--- START ---
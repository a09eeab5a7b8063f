use std::sync::Arc;
use std::time::Duration;

use reqwest::{Client, RequestBuilder};
use serde::de::DeserializeOwned;
use serde::{Deserialize, Serialize};
use tokio::sync::RwLock;

use common::config::ApiConfig;
use common::constants::AUTH_HEADER_NAME;
use common::{AppError, AppResult};

/// 后端错误响应体
#[derive(Debug, Deserialize)]
struct ErrorBody {
    message: Option<String>,
}

/// 后端 REST 客户端
///
/// 持有一个共享的令牌槽：会话层是唯一写入方，每个请求在发出前
/// 读取令牌并附加 `Authorization: Bearer` 头（对应旧版前端的
/// 请求拦截器）。请求只发一次，失败直接上报，不做重试。
#[derive(Clone)]
pub struct ApiClient {
    base_url: String,
    client: Client,
    token: Arc<RwLock<Option<String>>>,
}

impl ApiClient {
    pub fn new(base_url: impl Into<String>, timeout_secs: u64) -> AppResult<Self> {
        let client = Client::builder()
            .timeout(Duration::from_secs(timeout_secs))
            .build()
            .map_err(|e| AppError::network(format!("HTTP 客户端初始化失败: {}", e)))?;

        Ok(Self {
            base_url: base_url.into().trim_end_matches('/').to_string(),
            client,
            token: Arc::new(RwLock::new(None)),
        })
    }

    pub fn from_config(config: &ApiConfig) -> AppResult<Self> {
        Self::new(config.base_url.clone(), config.timeout_secs)
    }

    /// 安装或清除会话令牌（唯一写入方是会话层）
    pub async fn set_token(&self, token: Option<String>) {
        *self.token.write().await = token;
    }

    pub async fn token(&self) -> Option<String> {
        self.token.read().await.clone()
    }

    fn url(&self, path: &str) -> String {
        format!("{}{}", self.base_url, path)
    }

    pub async fn get<T: DeserializeOwned>(&self, path: &str) -> AppResult<T> {
        self.execute(self.client.get(self.url(path))).await
    }

    pub async fn get_with_query<T, Q>(&self, path: &str, query: &Q) -> AppResult<T>
    where
        T: DeserializeOwned,
        Q: Serialize + ?Sized,
    {
        self.execute(self.client.get(self.url(path)).query(query)).await
    }

    pub async fn post<T, B>(&self, path: &str, body: &B) -> AppResult<T>
    where
        T: DeserializeOwned,
        B: Serialize + ?Sized,
    {
        self.execute(self.client.post(self.url(path)).json(body)).await
    }

    pub async fn patch<T, B>(&self, path: &str, body: &B) -> AppResult<T>
    where
        T: DeserializeOwned,
        B: Serialize + ?Sized,
    {
        self.execute(self.client.patch(self.url(path)).json(body)).await
    }

    pub async fn delete<T: DeserializeOwned>(&self, path: &str) -> AppResult<T> {
        self.execute(self.client.delete(self.url(path))).await
    }

    /// 附加令牌、发出请求、统一处理响应
    async fn execute<T: DeserializeOwned>(&self, builder: RequestBuilder) -> AppResult<T> {
        let builder = match self.token.read().await.clone() {
            Some(token) => builder.header(AUTH_HEADER_NAME, format!("Bearer {}", token)),
            None => builder,
        };

        let resp = builder.send().await?;
        let status = resp.status();

        if status.is_success() {
            resp.json::<T>()
                .await
                .map_err(|e| AppError::ParseError(format!("响应解析失败: {}", e)))
        } else {
            // 后端错误体形如 { "message": "..." }
            let message = resp
                .json::<ErrorBody>()
                .await
                .ok()
                .and_then(|b| b.message)
                .unwrap_or_else(|| {
                    status.canonical_reason().unwrap_or("request failed").to_string()
                });
            log::warn!("接口返回错误 [{}]: {}", status.as_u16(), message);
            Err(AppError::api(status.as_u16(), message))
        }
    }
}

#[cfg(test)]
mod tests {
    use super::*;

    #[test]
    fn test_url_strips_trailing_slash() {
        let client = ApiClient::new("http://localhost:5000/", 5).unwrap();
        assert_eq!(client.url("/api/loans"), "http://localhost:5000/api/loans");
    }

    #[tokio::test]
    async fn test_token_slot_single_writer() {
        let client = ApiClient::new("http://localhost:5000", 5).unwrap();
        assert_eq!(client.token().await, None);

        client.set_token(Some("jwt-abc".to_string())).await;
        assert_eq!(client.token().await.as_deref(), Some("jwt-abc"));

        // 克隆共享同一令牌槽（拦截器语义）
        let cloned = client.clone();
        client.set_token(None).await;
        assert_eq!(cloned.token().await, None);
    }
}
//! # Bootstrap Protocol Benchmarks
//!
//! | Operation | Target |
//! |-----------|--------|
//! | Canonical message build | < 1μs |
//! | HMAC sign / verify | < 10μs |
//! | Nonce issue + consume | < 10μs |

use std::time::Duration;

use bootstrap_core::{MacCodec, NonceStore, RegistrationFields, SharedSecret};
use criterion::{black_box, criterion_group, criterion_main, BenchmarkId, Criterion, Throughput};

fn bench_mac(c: &mut Criterion) {
    let mut group = c.benchmark_group("mac");
    let codec = MacCodec::new(SharedSecret::new("bench_shared_secret").unwrap());
    let fields = RegistrationFields::new("a".repeat(64), "alice", "S3cret!", true);
    let message = codec.build_message(&fields);
    let digest = codec.sign(&message);

    group.bench_function("build_message", |b| {
        b.iter(|| black_box(codec.build_message(black_box(&fields))))
    });
    group.bench_function("sign", |b| b.iter(|| black_box(codec.sign(black_box(&message)))));
    group.bench_function("verify", |b| {
        b.iter(|| black_box(codec.verify(black_box(&message), black_box(&digest))))
    });

    for password_len in [8usize, 128, 512] {
        let fields = RegistrationFields::new("n", "alice", "x".repeat(password_len), true);
        group.throughput(Throughput::Bytes(password_len as u64));
        group.bench_with_input(
            BenchmarkId::new("sign_fields", password_len),
            &fields,
            |b, fields| b.iter(|| black_box(codec.sign_fields(fields))),
        );
    }

    group.finish();
}

fn bench_nonce_store(c: &mut Criterion) {
    let mut group = c.benchmark_group("nonce_store");
    group.measurement_time(Duration::from_secs(5));

    // Short TTL keeps consumed tombstones from piling up across iterations
    let store = NonceStore::new(Duration::from_millis(50))
        .unwrap()
        .with_capacity(1 << 20);
    group.bench_function("issue_consume", |b| {
        b.iter(|| {
            if let Ok(token) = store.issue() {
                black_box(store.consume(token.as_str())).ok();
            }
        })
    });

    group.bench_function("consume_unknown", |b| {
        b.iter(|| black_box(store.consume(black_box("0000"))))
    });

    group.finish();
}

criterion_group!(benches, bench_mac, bench_nonce_store);
criterion_main!(benches);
--- END ---
» **WORK ORDER**
Look over the listing and return each line that holds "repeat".

» **TASK OUTPUT**
    let fields = RegistrationFields::new("a".repeat(64), "alice", "S3cret!", true);
        let fields = RegistrationFields::new("n", "alice", "x".repeat(password_len), true);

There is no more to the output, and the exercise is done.